** Data follows **
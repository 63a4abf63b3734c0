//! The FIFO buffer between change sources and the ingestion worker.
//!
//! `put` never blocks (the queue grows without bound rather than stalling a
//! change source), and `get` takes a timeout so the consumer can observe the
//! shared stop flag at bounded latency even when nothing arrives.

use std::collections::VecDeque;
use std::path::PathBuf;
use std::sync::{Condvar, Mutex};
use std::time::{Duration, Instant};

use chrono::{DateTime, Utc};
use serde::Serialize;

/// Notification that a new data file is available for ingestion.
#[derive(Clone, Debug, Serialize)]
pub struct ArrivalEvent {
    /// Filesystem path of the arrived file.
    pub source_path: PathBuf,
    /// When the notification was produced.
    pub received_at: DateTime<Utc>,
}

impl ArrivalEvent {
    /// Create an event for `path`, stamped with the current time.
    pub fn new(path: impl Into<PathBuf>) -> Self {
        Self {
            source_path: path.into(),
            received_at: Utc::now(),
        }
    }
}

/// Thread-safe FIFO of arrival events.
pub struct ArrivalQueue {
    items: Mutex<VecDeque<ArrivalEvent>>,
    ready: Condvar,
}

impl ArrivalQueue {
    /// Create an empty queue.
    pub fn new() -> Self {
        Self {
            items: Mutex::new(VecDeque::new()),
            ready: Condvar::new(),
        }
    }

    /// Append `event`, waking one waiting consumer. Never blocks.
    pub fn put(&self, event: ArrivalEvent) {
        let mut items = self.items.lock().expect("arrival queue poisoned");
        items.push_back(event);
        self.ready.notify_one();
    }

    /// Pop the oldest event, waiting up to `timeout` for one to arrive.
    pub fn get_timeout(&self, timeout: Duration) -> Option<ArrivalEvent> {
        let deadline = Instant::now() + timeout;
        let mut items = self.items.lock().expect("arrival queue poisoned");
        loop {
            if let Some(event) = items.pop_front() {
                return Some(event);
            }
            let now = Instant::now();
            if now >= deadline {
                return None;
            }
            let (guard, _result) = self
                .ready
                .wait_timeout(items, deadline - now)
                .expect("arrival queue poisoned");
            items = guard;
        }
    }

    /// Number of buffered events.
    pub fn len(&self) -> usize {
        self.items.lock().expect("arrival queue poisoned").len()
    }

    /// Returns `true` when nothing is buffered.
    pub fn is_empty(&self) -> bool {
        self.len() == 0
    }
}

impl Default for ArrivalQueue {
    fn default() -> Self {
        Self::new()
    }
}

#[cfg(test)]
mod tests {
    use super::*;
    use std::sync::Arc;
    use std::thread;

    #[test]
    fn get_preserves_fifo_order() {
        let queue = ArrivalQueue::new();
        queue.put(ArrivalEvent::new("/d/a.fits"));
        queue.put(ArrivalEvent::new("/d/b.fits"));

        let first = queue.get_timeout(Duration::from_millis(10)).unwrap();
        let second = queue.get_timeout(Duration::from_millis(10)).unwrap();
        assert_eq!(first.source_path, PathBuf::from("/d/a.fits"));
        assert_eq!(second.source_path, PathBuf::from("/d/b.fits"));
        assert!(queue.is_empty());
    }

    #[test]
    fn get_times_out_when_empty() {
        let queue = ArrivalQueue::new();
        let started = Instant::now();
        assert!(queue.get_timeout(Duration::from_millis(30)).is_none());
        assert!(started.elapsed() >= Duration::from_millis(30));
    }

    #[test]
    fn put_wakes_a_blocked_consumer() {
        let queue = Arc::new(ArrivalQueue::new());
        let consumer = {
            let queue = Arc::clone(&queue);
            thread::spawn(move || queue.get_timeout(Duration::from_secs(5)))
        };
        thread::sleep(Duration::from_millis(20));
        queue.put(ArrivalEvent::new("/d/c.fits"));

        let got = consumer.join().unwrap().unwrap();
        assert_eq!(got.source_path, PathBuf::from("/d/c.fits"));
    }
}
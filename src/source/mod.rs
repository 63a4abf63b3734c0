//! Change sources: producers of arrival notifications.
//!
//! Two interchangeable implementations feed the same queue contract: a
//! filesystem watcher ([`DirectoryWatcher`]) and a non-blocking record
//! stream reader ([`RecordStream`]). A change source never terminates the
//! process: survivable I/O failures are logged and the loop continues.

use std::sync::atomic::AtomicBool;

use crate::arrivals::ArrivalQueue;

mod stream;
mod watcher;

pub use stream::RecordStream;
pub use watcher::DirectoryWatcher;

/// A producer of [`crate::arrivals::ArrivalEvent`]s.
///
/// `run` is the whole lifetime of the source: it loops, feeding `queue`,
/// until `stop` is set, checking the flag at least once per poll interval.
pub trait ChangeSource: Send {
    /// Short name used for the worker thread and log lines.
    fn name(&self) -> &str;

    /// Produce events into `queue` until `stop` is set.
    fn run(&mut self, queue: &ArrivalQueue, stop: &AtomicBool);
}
** End of Data **
▶ **Your goal**
Search the entries for the word "Mutex", then copy every line in which it is found.

▶ **Response area**
use std::sync::{Condvar, Mutex};
    items: Mutex<VecDeque<ArrivalEvent>>,
            items: Mutex::new(VecDeque::new()),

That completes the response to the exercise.